Cronaca / Attualità

Caro carburante, aiuti da 30 milioni in Sicilia ad autotrasportati ed operatori agricoltura e pesca

Caro carburante, la Regione Siciliana mette in campo un piano di aiuti da 30 milioni di euro destinato ad autotrasportatori, aziende agricole e imprese della pesca. L’annuncio è arrivato a Palermo, a Palazzo dei Normanni, durante un incontro tra il presidente della Regione Renato Schifani, il presidente dell’Ars Gaetano Galvagno e una delegazione di armatori siciliani. Presente anche l’assessore regionale all’Economia Alessandro Dagnino.
L’intervento nasce per fronteggiare gli effetti degli aumenti dei prezzi dei carburanti provocati dalla crisi in Medio Oriente. Il provvedimento prevede contributi a fondo perduto per sostenere le categorie produttive che, tra il 1° marzo e il 31 dicembre 2026, dovranno affrontare costi maggiori legati al carburante.

Caro carburante in Sicilia, il piano della Regione

L’emendamento presentato dal governo regionale punta a garantire un sostegno economico immediato ai comparti maggiormente colpiti. La dotazione finanziaria prevista per il 2026 ammonta complessivamente a 30 milioni di euro.
Nel dettaglio, 15 milioni saranno destinati al settore dell’autotrasporto, 10 milioni alle aziende agricole e 5 milioni alle imprese della pesca. Le agevolazioni verranno erogate nell’ambito del quadro temporaneo sugli aiuti di Stato definito dalla Commissione europea.
Secondo quanto spiegato durante l’incontro, le modalità di accesso ai contributi saranno stabilite dagli assessorati regionali delle Infrastrutture e mobilità e dell’Agricoltura, sviluppo rurale e pesca mediterranea, in accordo con l’assessorato dell’Economia e previo parere della commissione competente dell’Ars.

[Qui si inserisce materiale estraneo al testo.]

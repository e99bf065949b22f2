mod config;
mod deno_gateway;
mod layout_engine;
mod null_gateway;
mod process;

pub use config::{
    DEFAULT_MAX_ARGV_PAYLOAD, GatewayConfig, REQUIRED_SCRIPTS, discover_scripts_dir,
};
pub use deno_gateway::{DenoGateway, LAYOUT_SCRIPT, RASTERIZE_SCRIPT, script_for_kind};
pub use layout_engine::{
    DotLayoutEngine, GraphLayoutEngine, apply_graph_layout, graph_to_dot, parse_dot_json,
};
pub use null_gateway::{NullGateway, PNG_SIGNATURE};

use crate::api::{ChartOptions, LayoutRequest, LayoutResponse, RasterOptions};
use crate::core::{ChartData, ChartKind};
use crate::error::ChartResult;

/// Boundary to the external SVG renderer.
///
/// Every argument is a self-contained value that serializes to JSON; no live
/// references cross the boundary. Calls block until the renderer answers or
/// the implementation's timeout elapses.
pub trait RenderGateway: Send + Sync {
    fn render(
        &self,
        kind: ChartKind,
        data: &ChartData,
        options: &ChartOptions,
    ) -> ChartResult<String>;

    /// Combines two rendered panels into one SVG.
    fn layout(&self, request: &LayoutRequest<'_>) -> ChartResult<LayoutResponse>;

    fn rasterize(&self, svg: &str, options: RasterOptions) -> ChartResult<Vec<u8>>;
}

Schifani: “Aiuto concreto al mondo produttivo”

Il presidente della Regione Renato Schifani ha sottolineato il lavoro svolto insieme al Parlamento regionale e il ruolo di mediazione portato avanti dal presidente dell’Ars.
«Siamo vicini al mondo produttivo che sta scontando le conseguenze dei conflitti internazionali e abbiamo intenzione di fare tutto quanto in nostro potere, con le nostre risorse, per dare un aiuto concreto», ha dichiarato Schifani, evidenziando come esistano attualmente le condizioni politiche e finanziarie per sostenere le imprese siciliane.
Il tema del caro carburante in Sicilia era già stato al centro di un confronto avviato nelle scorse settimane con le categorie interessate. Galvagno, infatti, aveva incontrato a Catania i rappresentanti del settore per evitare un blocco di protesta nello Stretto di Messina.

Le misure per pesca, agricoltura e trasporti

Il presidente dell’Ars Gaetano Galvagno ha definito il provvedimento «un primo segnale» rivolto a comparti che stanno subendo pesantemente le conseguenze della situazione internazionale.
Galvagno ha inoltre spiegato che il governo regionale non esclude ulteriori interventi nelle prossime variazioni di bilancio, con particolare attenzione ai lavoratori del comparto pesca, che — come gli agricoltori — devono confrontarsi con la concorrenza dei Paesi extra Ue.
L’obiettivo della misura sul caro carburante in Sicilia è dunque quello di offrire un sostegno economico immediato ai settori produttivi strategici dell’Isola, in attesa di un possibile miglioramento dello scenario internazionale.